Costumbres crueles



                    No sé si hoy será igual. En aquella época sucedía así y no cuento con más que mi visión infantil para refrendar lo que ocurría en esos campos que parecían de cuentos, en esa hermosa naturaleza, junto al rodar de las estaciones, en que el hombre cometía ingentes crueldades con los animales.
                    El caballo debía soportar monturas que herían su lomo y ser corrido hasta la extenuación acicateado por la espuela que clavaba sus flancos. Ser golpeado y chicoteado hasta el dolor en la amansa brutal.
                    El buey arrastraba grandes cargas aguijoneado por la garrocha. A menudo recibía fuertes golpes en el hocico, ¡Teza!.
                    La muerte de corderos y cerdos tenía la forma de un verdadero sacrificio. Los cabritos emitían balidos casi humanos mientras el filo del cuchillo cortaba sus vidas.
                    En el corral, desde el bramadero, se ejecutaban mil crueldades con el lazo. Las marcas se estampaban en las ancas con hierros candentes, a tajos se trazaban señales en las orejas, se cortaba la cola de las borreguitas descubriendo su órgano reproductor. La castración tiene su época precisa para todo tipo de animales, y la navaja diestra cambiaba sus destinos.

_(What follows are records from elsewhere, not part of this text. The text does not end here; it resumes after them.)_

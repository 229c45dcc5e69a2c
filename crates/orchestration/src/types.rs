use chrono::{DateTime, Utc};
use results_store::SubResult;
use serde_json::Value;

/// The decoded `QUESTION_ANALYSIS_READY` event (spec §6): the union of
/// the Analysis Coordinator's two inputs, plus whichever side reported
/// an error, coalesced into one optional field.
#[derive(Debug, Clone)]
pub struct QuestionReadyPayload {
    pub submission_key: String,
    pub question_number: u32,
    pub total_questions: u32,
    pub session_id: String,
    pub wav_path: String,
    pub audio_duration: f64,
    pub transcript: String,
    pub word_details: Value,
    pub error: Option<String>,
}

/// Per-QuestionKey state owned by the Analysis Orchestrator (spec §3).
/// The four analysis flags and the fluency flag are represented as
/// `Option<SubResult>`: `None` means "not done yet", `Some` means done
/// (successfully or with an error sub-result) — there is no separate
/// boolean, since the result itself carries that information.
pub(crate) struct AnalysisState {
    pub wav_path: String,
    pub transcript: String,
    pub session_id: String,
    pub total_questions: u32,
    pub audio_duration: f64,
    pub pronunciation: Option<SubResult>,
    pub pronunciation_word_detail: Option<Value>,
    pub grammar: Option<SubResult>,
    pub lexical: Option<SubResult>,
    pub vocabulary: Option<SubResult>,
    pub fluency: Option<SubResult>,
    pub emitted_complete: bool,
    pub created_at: DateTime<Utc>,
}

impl AnalysisState {
    pub fn new(payload: &QuestionReadyPayload) -> Self {
        Self {
            wav_path: payload.wav_path.clone(),
            transcript: payload.transcript.clone(),
            session_id: payload.session_id.clone(),
            total_questions: payload.total_questions,
            audio_duration: payload.audio_duration,
            pronunciation: None,
            pronunciation_word_detail: None,
            grammar: None,
            lexical: None,
            vocabulary: None,
            fluency: None,
            emitted_complete: false,
            created_at: Utc::now(),
        }
    }

    /// All five stages (pronunciation, grammar, lexical, vocabulary,
    /// fluency) have recorded a result, whether success or error.
    pub fn is_done(&self) -> bool {
        self.pronunciation.is_some()
            && self.grammar.is_some()
            && self.lexical.is_some()
            && self.vocabulary.is_some()
            && self.fluency.is_some()
    }
}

                    Era fácil mantener el equilibrio de la población de perros y gatos. Bastaba con poner a los recién nacidos en una bolsa, anudarla y tirarla al río. Yo vi martirizar a las perritas de una camada dándoles con una piedra contra otras piedras. Nunca llegaron a abrir sus ojos.
                    Los animales silvestres no son ajenos a la mano inclemente del hombre, la que  con el azadón cortaba a la culebra por la mitad, de un solo azadonazo, porque nadie que viera una de ellas se resistía a intentar matarla o revolearla y lanzarla lejos. Las lagartijas más ágiles en el huir dejaban su automutilada cola para sorpresa del perseguidor.
                      El fuego adrede de los rastrojos terminaba con la vida de animales pequeños, pajarillos e insectos,
                      Se acosaba al puma, quizás cobrándole una culpa ajena,¡fue el león, patroncito!
                      Los adultos eran quienes iniciaban este juego doloroso de la existencia, pero éramos los niños quienes terminábamos aprendiendo- erradamente- que la vida de los dulces animales del campo no valía  nada. Me pregunto si la falta de respeto a los límites sociales no se originaría, al menos en parte, en  esas costumbres malintencionadas y sin castigo que se ejercían contra los animales.
                       Que el hombre es bueno por naturaleza no parece tan cierto, ya que estando allí tan cerca de ella, puede ser muy malo.
                                                                                                           Iván Contreras R.